- Born: 1966 (age 59–60)
- Education: Rhode Island College, BFA; Yale University, MFA;
- Occupation: figurative painter
- Spouse: Michael Nicolella

= Ann Gale =

American painter

 Ann Gale (born 1966) is an American figurative painter based in Seattle, Washington. She is known for her portrait paintings, which consist of an accumulation of small color patches expressing the changing light and the shifting position of her models over time. Some of her main influences are Lucian Freud, Alberto Giacometti, and Antonio López García.

Gale works from live models and her process is lengthy. Once she begins to paint, she works for three-hour sessions, and takes from four months to two years to complete a painting. Her pieces possess a strong psychological component due to the amount of time she spends with her models. Gale's portraits are not always entirely accurate to the subject they are based upon, rather, according to Gale herself, are based upon Gale's current perception of the subject. The picture she paints may change midway through the painting process if Gale notices a change in the subject's posing.

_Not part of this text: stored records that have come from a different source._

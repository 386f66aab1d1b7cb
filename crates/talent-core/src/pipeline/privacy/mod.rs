//! PII masking: structural column masking applied during ingestion, and
//! regex scrubbing of free text submitted for analysis.

use crate::pipeline::ingest::columns::resolve_header;
use crate::pipeline::ingest::parser::RawTable;
use regex::Regex;
use serde::Serialize;
use sha2::{Digest, Sha256};
use std::sync::OnceLock;

/// Header fragments that flag a column as sensitive. Substring match,
/// case-insensitive, mirroring the source system's masking list.
pub const SENSITIVE_HEADER_KEYWORDS: &[&str] =
    &["ת.ז", "תעודת זהות", "id", "טלפון", "נייד", "phone", "כתובת"];

const MASKED_SUFFIX: &str = "_MASKED_SECURE";
const MASK_LEN: usize = 12;
const REDACTED: &str = "[REDACTED]";

/// One-way hash of a cell value, truncated so masked columns keep a uniform
/// width. Stable across invocations, never reversible.
pub fn mask_value(value: &str) -> String {
    let digest = Sha256::digest(value.as_bytes());
    hex::encode(digest)[..MASK_LEN].to_string()
}

fn is_sensitive_header(header: &str) -> bool {
    // Canonical columns are never masked; the generic "id" fragment would
    // otherwise swallow headers like "Candidate Name".
    if resolve_header(header).is_some() {
        return false;
    }
    let lowered = header.to_lowercase();
    SENSITIVE_HEADER_KEYWORDS
        .iter()
        .any(|keyword| lowered.contains(keyword))
}

/// Replace every value in sensitive columns with its truncated hash and
/// rename the column so downstream consumers can tell it was masked.
/// Returns the original names of the columns that were masked.
pub fn mask_sensitive_columns(table: &mut RawTable) -> Vec<String> {
    let mut masked = Vec::new();

    for col in 0..table.headers.len() {
        if !is_sensitive_header(&table.headers[col]) {
            continue;
        }

        for row in table.rows.iter_mut() {
            if let Some(cell) = row.get_mut(col) {
                if !cell.trim().is_empty() {
                    *cell = mask_value(cell);
                }
            }
        }

        let original = table.headers[col].clone();
        table.headers[col] = format!("{original}{MASKED_SUFFIX}");
        masked.push(original);
    }

    masked
}

/// Per-category redaction counts returned alongside scrubbed text.
#[derive(Debug, Clone, Copy, Default, PartialEq, Eq, Serialize)]
pub struct ScrubCounts {
    pub emails: u32,
    pub phones: u32,
    pub id_numbers: u32,
}

impl ScrubCounts {
    pub fn total(&self) -> u32 {
        self.emails + self.phones + self.id_numbers
    }
}

#[derive(Debug, Clone, Serialize)]
pub struct ScrubReport {
    pub text: String,
    pub counts: ScrubCounts,
}

struct ScrubPatterns {
    email: Regex,
    phone: Regex,
    id_number: Regex,
}

fn patterns() -> &'static ScrubPatterns {
    static PATTERNS: OnceLock<ScrubPatterns> = OnceLock::new();
    PATTERNS.get_or_init(|| ScrubPatterns {
        email: Regex::new(r"[A-Za-z0-9._%+-]+@[A-Za-z0-9.-]+\.[A-Za-z]{2,}")
            .expect("email pattern"),
        phone: Regex::new(r"\b05\d[-\s]?\d{3}[-\s]?\d{4}\b").expect("phone pattern"),
        id_number: Regex::new(r"\b\d{9}\b").expect("id pattern"),
    })
}

/// Redact emails, Israeli mobile numbers, and 9-digit national IDs from
/// free text. Phones are scrubbed before IDs so the ID pattern cannot eat
/// the first nine digits of a ten-digit mobile number.
pub fn scrub_text(text: &str) -> ScrubReport {
    let patterns = patterns();
    let mut counts = ScrubCounts::default();

    counts.emails = patterns.email.find_iter(text).count() as u32;
    let pass = patterns.email.replace_all(text, REDACTED);

    counts.phones = patterns.phone.find_iter(&pass).count() as u32;
    let pass = patterns.phone.replace_all(&pass, REDACTED);

    counts.id_numbers = patterns.id_number.find_iter(&pass).count() as u32;
    let scrubbed = patterns.id_number.replace_all(&pass, REDACTED);

    ScrubReport {
        text: scrubbed.into_owned(),
        counts,
    }
}

#[cfg(test)]
mod tests {
    use super::*;
    use crate::pipeline::ingest::parser;
    use std::io::Cursor;

    #[test]
    fn phone_column_is_hashed_and_renamed() {
        let mut table = parser::parse_table(Cursor::new(
            "שם,משרה,Phone\nדנה,תפקיד,050-1234567\n",
        ))
        .expect("parse");

        let masked = mask_sensitive_columns(&mut table);
        assert_eq!(masked, vec!["Phone"]);
        assert!(table.headers.contains(&"Phone_MASKED_SECURE".to_string()));
        assert!(!table.headers.contains(&"Phone".to_string()));

        let cell = table.cell(0, 2).to_string();
        assert_eq!(cell.len(), 12);
        assert_eq!(cell, mask_value("050-1234567"));
    }

    #[test]
    fn canonical_columns_survive_the_generic_id_keyword() {
        let mut table = parser::parse_table(Cursor::new(
            "Candidate Name,שם המשרה,תעודת זהות\nDana,Backend,123456789\n",
        ))
        .expect("parse");

        let masked = mask_sensitive_columns(&mut table);
        assert_eq!(masked, vec!["תעודת זהות"]);
        assert_eq!(table.cell(0, 0), "Dana");
        assert_ne!(table.cell(0, 2), "123456789");
    }

    #[test]
    fn mask_value_is_stable_across_invocations() {
        assert_eq!(mask_value("305123456"), mask_value("305123456"));
        assert_ne!(mask_value("305123456"), mask_value("305123457"));
    }

    #[test]
    fn scrub_counts_each_category() {
        let report = scrub_text(
            "המועמדת דנה, ת.ז 305123456, נייד 052-1234567, dana@example.com",
        );
        assert_eq!(report.counts.emails, 1);
        assert_eq!(report.counts.phones, 1);
        assert_eq!(report.counts.id_numbers, 1);
        assert!(!report.text.contains("305123456"));
        assert!(!report.text.contains("052-1234567"));
        assert!(!report.text.contains("dana@example.com"));
        assert_eq!(report.text.matches("[REDACTED]").count(), 3);
    }

    #[test]
    fn phone_is_not_half_eaten_by_the_id_pattern() {
        let report = scrub_text("חייגו 0521234567 בבקשה");
        assert_eq!(report.counts.phones, 1);
        assert_eq!(report.counts.id_numbers, 0);
    }

    #[test]
    fn clean_text_passes_through_unchanged() {
        let report = scrub_text("סיכום ראיון ללא פרטים מזהים");
        assert_eq!(report.counts.total(), 0);
        assert_eq!(report.text, "סיכום ראיון ללא פרטים מזהים");
    }
}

Ann Gale, Rachel, 2007, oil on canvas

Gale received her BFA from the Rhode Island College in 1988 and her MFA from Yale University in 1991. She has been the recipient of several awards including: Western States Art Federation/National Endowment for the Arts Fellowship (1996), Elizabeth Greenshields Foundation Grant (1997), Trust Grant/GAP Award (2003) and a John Simon Guggenheim Fellowship (2007). The artist's work has been shown in galleries and museums across the United States including solo exhibitions at the Portland Art Museum, Portland, Oregon (2007) and the Weatherspoon Art Museum at The University of North Carolina at Greensboro (2008). Gale is a professor of painting at the University of Washington School of Art. She is married to the classical guitarist and composer Michael Nicolella.